I want to figure out if this sum converges or diverges: $$\sum_{n=2}^ \infty \frac 1 {n \sqrt {\ln n}}$$
I tried comparing it to the harmonic series, but this is less than that so it was no use. The limit comparison test with the harmonic series doesn't seem to work either, as it gives $\infty$ or $0$. I thought of using the Integral Test, but this doesn't seem to have an obvious integral as far as I can tell.
How should this be done?
On
By the Cauchy condensation test, your series is convergent iff $$ \sum_{n\geq 2}\frac{1}{\sqrt{n}} $$ is convergent, but obviously that is not the case.
On
Observe that $\displaystyle \sum_{n=2}^{\infty} \frac{1}{n \ln n}= \infty$, since $\displaystyle \frac{d}{dx}[\ln(\ln(x))]=\frac{1}{x \ln x}$.

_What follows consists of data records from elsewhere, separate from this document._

//! Deterministic size-sequence synthesis.
//!
//! Expands an equivalent product size into [`SEQUENCE_LEN`] priority
//! symbols whose mean tracks the equivalent size. Runs in four stages over
//! one owned buffer:
//!
//! ```text
//! fill      9×3 | 8×4 | 7×5          (fixed proportions)
//! adjust    promote 3→4, 4→5  or  demote 5→4, 4→3, block by block
//! shuffle   i = 23..1: swap(i, (seed + i) mod (i + 1))
//! summary   sum, mean, per-symbol counts
//! ```
//!
//! The output is a pure function of the equivalent size: the shuffle seed
//! is derived from it, so equal inputs always produce equal sequences.

use std::ops::Range;

use crate::reducer::reduce;
use crate::types::{round4, EquivalentSize, PrioritySequence, ResultSummary, SEQUENCE_LEN};

/// Share of the sequence initially filled with 3s.
pub const SHARE_THREE: f64 = 0.4;
/// Share of the sequence initially filled with 4s.
pub const SHARE_FOUR: f64 = 0.35;

pub const THREES: usize = (SEQUENCE_LEN as f64 * SHARE_THREE) as usize;
pub const FOURS: usize = (SEQUENCE_LEN as f64 * SHARE_FOUR) as usize;
pub const FIVES: usize = SEQUENCE_LEN - THREES - FOURS;

/// Sum of the unadjusted fill.
pub const BASE_SUM: u32 = (THREES * 3 + FOURS * 4 + FIVES * 5) as u32;

/// Adjustments at or below this magnitude leave the fill untouched.
pub const ADJUSTMENT_TOLERANCE: f64 = 0.1;

/// Equivalent size to shuffle seed.
pub const SEED_SCALE: f64 = 1000.0;

const THREE_BLOCK: Range<usize> = 0..THREES;
const FOUR_BLOCK: Range<usize> = THREES..THREES + FOURS;
const FIVE_BLOCK: Range<usize> = THREES + FOURS..SEQUENCE_LEN;

/// Reduce both measurements and synthesize a result from them.
///
/// Total over finite inputs; performs no bounds checking.
pub fn synthesize_fallback(pct_min: f64, cum_min: f64) -> ResultSummary {
    synthesize(reduce(pct_min, cum_min))
}

/// Synthesize a result summary for an already-reduced equivalent size.
pub fn synthesize(equivalent: EquivalentSize) -> ResultSummary {
    let eps = equivalent.equivalent_product_size;
    let target_sum = eps * SEQUENCE_LEN as f64;

    let mut sizes = initial_fill();
    adjust(&mut sizes, target_sum - f64::from(BASE_SUM));
    shuffle(&mut sizes, seed_for(eps));

    let sizes = PrioritySequence::from_array(sizes);
    ResultSummary {
        mean_size: round4(equivalent.mean_size),
        equivalent_product_size: round4(eps),
        final_equivalent_size: round4(f64::from(sizes.sum()) / SEQUENCE_LEN as f64),
        priority_distribution: sizes.distribution(),
        sizes,
    }
}

/// The pre-adjustment layout: all 3s, then all 4s, then all 5s.
pub fn initial_fill() -> [u8; SEQUENCE_LEN] {
    let mut sizes = [0u8; SEQUENCE_LEN];
    sizes[THREE_BLOCK].fill(3);
    sizes[FOUR_BLOCK].fill(4);
    sizes[FIVE_BLOCK].fill(5);
    sizes
}

/// Nudge the fill towards `base_sum + adjustment` in place.
///
/// Raising promotes the 3 block first, then the 4 block. Before each slot
/// the walk re-checks its position against `floor(remaining)`, and since
/// `remaining` drops by one per promotion a walk stops after roughly half
/// of what it was asked for. Raises never overshoot. Lowering demotes
/// the 5 block first, then the 4 block, one slot per whole or partial unit,
/// so lowers may overshoot by less than one. Whatever a block cannot absorb
/// is left unmet.
pub fn adjust(sizes: &mut [u8; SEQUENCE_LEN], adjustment: f64) {
    if adjustment.abs() <= ADJUSTMENT_TOLERANCE {
        return;
    }

    if adjustment > 0.0 {
        let remaining = promote(&mut sizes[THREE_BLOCK], adjustment, 4);
        if remaining > 0.0 {
            promote(&mut sizes[FOUR_BLOCK], remaining, 5);
        }
    } else {
        let remaining = demote(&mut sizes[FIVE_BLOCK], adjustment.abs(), 4);
        if remaining > 0.0 {
            demote(&mut sizes[FOUR_BLOCK], remaining, 3);
        }
    }
}

fn promote(block: &mut [u8], mut remaining: f64, to: u8) -> f64 {
    let len = block.len();
    for (k, slot) in block.iter_mut().enumerate() {
        // The cap shrinks with `remaining`; float-to-int casts saturate.
        if k >= (remaining.floor() as usize).min(len) {
            break;
        }
        *slot = to;
        remaining -= 1.0;
        if remaining <= 0.0 {
            break;
        }
    }
    remaining
}

fn demote(block: &mut [u8], mut remaining: f64, to: u8) -> f64 {
    for slot in block.iter_mut() {
        if remaining <= 0.0 {
            break;
        }
        *slot = to;
        remaining -= 1.0;
    }
    remaining
}

/// Shuffle seed for an equivalent size: `floor(eps * 1000)`.
///
/// Saturates at the `i64` range; NaN maps to 0.
pub fn seed_for(equivalent_product_size: f64) -> i64 {
    (equivalent_product_size * SEED_SCALE).floor() as i64
}

/// Fisher–Yates walk with a fixed index generator.
///
/// `j = (seed + i) mod (i + 1)` with Euclidean modulo, so `j` stays in
/// `0..=i` for negative seeds too. Widened to `i128` so no seed overflows.
pub fn shuffle(sizes: &mut [u8; SEQUENCE_LEN], seed: i64) {
    for i in (1..SEQUENCE_LEN).rev() {
        let j = (i128::from(seed) + i as i128).rem_euclid(i as i128 + 1) as usize;
        sizes.swap(i, j);
    }
}

#[cfg(test)]
mod tests {
    use super::*;

    fn sorted(sizes: &[u8]) -> Vec<u8> {
        let mut v = sizes.to_vec();
        v.sort_unstable();
        v
    }

    fn adjusted(adjustment: f64) -> [u8; SEQUENCE_LEN] {
        let mut sizes = initial_fill();
        adjust(&mut sizes, adjustment);
        sizes
    }

    fn equivalent(eps: f64) -> EquivalentSize {
        EquivalentSize {
            mean_size: eps / 3.0,
            equivalent_product_size: eps,
        }
    }

    #[test]
    fn fixed_proportions() {
        assert_eq!((THREES, FOURS, FIVES), (9, 8, 7));
        assert_eq!(BASE_SUM, 94);
    }

    #[test]
    fn initial_fill_is_blocked() {
        let sizes = initial_fill();
        assert!(sizes[..9].iter().all(|&s| s == 3));
        assert!(sizes[9..17].iter().all(|&s| s == 4));
        assert!(sizes[17..].iter().all(|&s| s == 5));
    }

    #[test]
    fn adjust_within_tolerance_is_noop() {
        assert_eq!(adjusted(0.1), initial_fill());
        assert_eq!(adjusted(-0.05), initial_fill());
    }

    #[test]
    fn adjust_raise_promotes_threes_first() {
        // +2: one promotion drops the cap to floor(1) = 1, so the walk stops.
        let sizes = adjusted(2.0);
        assert_eq!(sizes[0], 4);
        assert!(sizes[1..9].iter().all(|&s| s == 3));
        assert_eq!(sizes[9], 5);
        assert!(sizes[10..17].iter().all(|&s| s == 4));
        assert_eq!(sizes.iter().map(|&s| u32::from(s)).sum::<u32>(), 96);
    }

    #[test]
    fn adjust_raise_cap_shrinks_each_step() {
        let sizes = adjusted(3.0);
        assert_eq!(
            sizes,
            [4u8, 4, 3, 3, 3, 3, 3, 3, 3, 5, 4, 4, 4, 4, 4, 4, 4, 5, 5, 5, 5, 5, 5, 5]
        );
        assert_eq!(sizes.iter().map(|&s| u32::from(s)).sum::<u32>(), 97);
    }

    #[test]
    fn adjust_raise_spills_into_four_block() {
        let sizes = adjusted(12.0);
        assert!(sizes[..6].iter().all(|&s| s == 4));
        assert!(sizes[6..9].iter().all(|&s| s == 3));
        assert_eq!(&sizes[9..12], &[5, 5, 5]);
        assert!(sizes[12..17].iter().all(|&s| s == 4));
        assert_eq!(sizes.iter().map(|&s| u32::from(s)).sum::<u32>(), 103);
    }

    #[test]
    fn adjust_raise_fraction_below_one_changes_nothing() {
        // floor(0.5) caps the walk at zero slots.
        assert_eq!(adjusted(0.5), initial_fill());
    }

    #[test]
    fn adjust_raise_undershoots_fractional_target() {
        // 5.7 promotes three slots, then 1.7 leaves room for one more.
        let sizes = adjusted(5.7);
        assert_eq!(sizes.iter().map(|&s| u32::from(s)).sum::<u32>(), 98);
        assert!(sizes[..3].iter().all(|&s| s == 4));
        assert!(sizes[3..9].iter().all(|&s| s == 3));
        assert_eq!(sizes[9], 5);
    }

    #[test]
    fn adjust_lower_demotes_fives_first() {
        let sizes = adjusted(-2.0);
        assert_eq!(&sizes[17..19], &[4, 4]);
        assert!(sizes[19..].iter().all(|&s| s == 5));
        assert!(sizes[9..17].iter().all(|&s| s == 4));
    }

    #[test]
    fn adjust_lower_overshoots_fractional_target() {
        // A partial unit still demotes a whole slot.
        let sizes = adjusted(-0.5);
        assert_eq!(sizes[17], 4);
        assert_eq!(sizes.iter().map(|&s| u32::from(s)).sum::<u32>(), 93);
    }

    #[test]
    fn adjust_lower_spills_into_four_block() {
        let sizes = adjusted(-10.0);
        assert!(sizes[17..].iter().all(|&s| s == 4));
        assert_eq!(&sizes[9..12], &[3, 3, 3]);
        assert!(sizes[12..17].iter().all(|&s| s == 4));
        assert_eq!(sizes.iter().map(|&s| u32::from(s)).sum::<u32>(), 84);
    }

    #[test]
    fn adjust_saturates_both_ways() {
        let low = adjusted(-1_000.0);
        assert_eq!(low.iter().map(|&s| u32::from(s)).sum::<u32>(), 79);
        assert_eq!(sorted(&low), [vec![3; 17], vec![4; 7]].concat());

        let high = adjusted(1_000.0);
        assert_eq!(high.iter().map(|&s| u32::from(s)).sum::<u32>(), 111);
        assert_eq!(sorted(&high), [vec![4; 9], vec![5; 15]].concat());

        let huge = adjusted(f64::MAX);
        assert_eq!(huge, high);
    }

    #[test]
    fn seed_floors_towards_negative_infinity() {
        assert_eq!(seed_for(2.5), 2500);
        assert_eq!(seed_for(-0.0015), -2);
        assert_eq!(seed_for(f64::NAN), 0);
        assert_eq!(seed_for(f64::INFINITY), i64::MAX);
    }

    #[test]
    fn shuffle_seed_zero_known_permutation() {
        let mut sizes: [u8; SEQUENCE_LEN] = std::array::from_fn(|i| i as u8);
        shuffle(&mut sizes, 0);
        // j = i mod (i + 1) = i: every swap is a no-op.
        let identity: [u8; SEQUENCE_LEN] = std::array::from_fn(|i| i as u8);
        assert_eq!(sizes, identity);
    }

    #[test]
    fn shuffle_seed_one_rotates_left() {
        // j = (1 + i) mod (i + 1) = 0 for every i.
        let mut sizes: [u8; SEQUENCE_LEN] = std::array::from_fn(|i| i as u8);
        shuffle(&mut sizes, 1);
        let expected: [u8; SEQUENCE_LEN] = std::array::from_fn(|i| ((i + 1) % SEQUENCE_LEN) as u8);
        assert_eq!(sizes, expected);
    }

    #[test]
    fn shuffle_negative_and_extreme_seeds_stay_in_range() {
        for seed in [-1, -2099, -1_000_000_007, i64::MIN, i64::MAX] {
            let mut sizes = initial_fill();
            shuffle(&mut sizes, seed);
            assert_eq!(sorted(&sizes), sorted(&initial_fill()));
        }
    }

    #[test]
    fn shuffle_negative_seed_uses_euclidean_modulo() {
        // With seed -30 every step has a negative dividend; a truncating
        // modulo would produce negative indices here.
        let mut sizes: [u8; SEQUENCE_LEN] = std::array::from_fn(|i| i as u8);
        shuffle(&mut sizes, -30);
        assert_eq!(
            sizes,
            [0u8, 16, 10, 18, 6, 12, 4, 22, 21, 19, 2, 23, 8, 20, 14, 1, 3, 5, 7, 9, 11, 13, 15, 17]
        );
    }

    #[test]
    fn shuffle_seed_minus_one_rotates_right() {
        let mut sizes: [u8; SEQUENCE_LEN] = std::array::from_fn(|i| i as u8);
        shuffle(&mut sizes, -1);
        let expected: [u8; SEQUENCE_LEN] =
            std::array::from_fn(|i| ((i + SEQUENCE_LEN - 1) % SEQUENCE_LEN) as u8);
        assert_eq!(sizes, expected);
    }

    #[test]
    fn no_adjustment_point_keeps_base_counts() {
        let summary = synthesize(equivalent(f64::from(BASE_SUM) / SEQUENCE_LEN as f64));
        let dist = summary.priority_distribution;
        assert_eq!((dist.priority_3, dist.priority_4, dist.priority_5), (9, 8, 7));
        assert_eq!(summary.sizes.sum(), BASE_SUM);
    }

    #[test]
    fn lowers_overshoot_by_less_than_one() {
        for eps in [3.5, 3.7, 3.8] {
            let summary = synthesize(equivalent(eps));
            let target = eps * SEQUENCE_LEN as f64;
            let achieved = f64::from(summary.sizes.sum());
            assert!(
                achieved <= target + 1e-9 && target - achieved < 1.0,
                "eps {eps}: achieved {achieved}, target {target}"
            );
        }
    }

    #[test]
    fn raises_undershoot_by_about_half() {
        for (eps, expected) in [(3.95, 94), (4.1, 97), (4.3, 101), (4.6, 106)] {
            let summary = synthesize(equivalent(eps));
            let target = eps * SEQUENCE_LEN as f64;
            let asked = target - f64::from(BASE_SUM);
            let gained = f64::from(summary.sizes.sum()) - f64::from(BASE_SUM);
            assert_eq!(summary.sizes.sum(), expected, "eps {eps}");
            assert!(gained <= asked, "eps {eps}: gained {gained}, asked {asked}");
            assert!(gained >= asked / 2.0 - 1.0, "eps {eps}: gained {gained}, asked {asked}");
        }
    }

    #[test]
    fn out_of_range_targets_saturate() {
        assert_eq!(synthesize(equivalent(2.1)).sizes.sum(), 79);
        assert_eq!(synthesize(equivalent(-7.0)).sizes.sum(), 79);
        assert_eq!(synthesize(equivalent(9.0)).sizes.sum(), 111);
    }

    #[test]
    fn concrete_scenario() {
        let summary = synthesize_fallback(35.0, 85.0);
        assert_eq!(summary.mean_size, 0.7);
        assert_eq!(summary.equivalent_product_size, 2.1);
        assert_eq!(summary.final_equivalent_size, 3.2917);
        let dist = summary.priority_distribution;
        assert_eq!((dist.priority_3, dist.priority_4, dist.priority_5), (17, 7, 0));
        assert_eq!(
            summary.sizes.as_slice(),
            &[3u8, 3, 3, 3, 3, 3, 3, 3, 3, 3, 4, 4, 4, 3, 3, 3, 3, 4, 4, 4, 4, 3, 3, 3]
        );
    }

    #[test]
    fn raised_sequence_regression() {
        let summary = synthesize(equivalent(4.2));
        assert_eq!(
            summary.sizes.as_slice(),
            &[4u8, 4, 4, 3, 3, 5, 3, 4, 5, 5, 3, 4, 4, 5, 4, 3, 5, 3, 4, 5, 5, 5, 4, 5]
        );
        assert_eq!(summary.sizes.sum(), 99);
        assert_eq!(summary.final_equivalent_size, 4.125);
    }

    #[test]
    fn boundary_inputs_produce_valid_sequences() {
        for (pct, cum) in [(20.0, 80.0), (50.0, 90.0)] {
            let summary = synthesize_fallback(pct, cum);
            assert_eq!(summary.sizes.as_slice().len(), SEQUENCE_LEN);
            assert!(summary.sizes.as_slice().iter().all(|s| (3..=5).contains(s)));
            assert_eq!(summary.priority_distribution.total(), SEQUENCE_LEN);
        }
    }

    #[test]
    fn distribution_matches_sizes() {
        for eps in [-3.0, 0.0, 1.86, 2.34, 3.9, 4.2, 5.0, 12.0] {
            let summary = synthesize(equivalent(eps));
            assert_eq!(summary.sizes.distribution(), summary.priority_distribution);
        }
    }

    #[test]
    fn deterministic_across_calls() {
        for (pct, cum) in [(20.0, 80.0), (33.3, 87.1), (50.0, 90.0)] {
            assert_eq!(synthesize_fallback(pct, cum), synthesize_fallback(pct, cum));
        }
    }

    #[test]
    fn shuffle_reorders_without_changing_counts() {
        let summary = synthesize(equivalent(4.2));
        let mut unshuffled = initial_fill();
        adjust(&mut unshuffled, 4.2 * SEQUENCE_LEN as f64 - f64::from(BASE_SUM));
        assert_eq!(sorted(summary.sizes.as_slice()), sorted(&unshuffled));
    }
}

Notice that $\displaystyle \frac{1}{n\sqrt{\ln n}} > \frac{1}{n \ln n} $, hence $\displaystyle \sum_{n=2}^{\infty} \frac{1}{n\sqrt{\ln n}}= \infty $.
On
I thought that it might be of interest to present an approach that relies on pre-calculus tools only. To that end we proceed.
Note that we have
$$\begin{align} \sqrt{\log(N+1)}&=\sum_{n=1}^N \left(\sqrt{\log(n+1)}-\sqrt{\log(n)}\right)\\\\ &=\sum_{n=1}^N \frac{\log\left(1+\frac1n\right)}{\sqrt{\log(n+1)}+\sqrt{\log(n)}}\\\\ &\le \sum_{n=1}^N \frac1{2n\sqrt{\log(n)}} \end{align}$$
Inasmuch as $\lim_{N\to \infty}\log(N+1)= \infty$, the series of interest diverges.
With $u = \ln(t)$:
$$\int_{2}^{\infty}\frac{1}{t\sqrt{\ln(t)}}dt = \int_{\ln(2)}^{\infty}\frac{du}{\sqrt{u}} = \int_{\ln(2)}^{\infty}\frac{du}{u^{\frac12}}$$
This diverges because the power is $\frac12 \le 1$.
By integral test, the series diverges.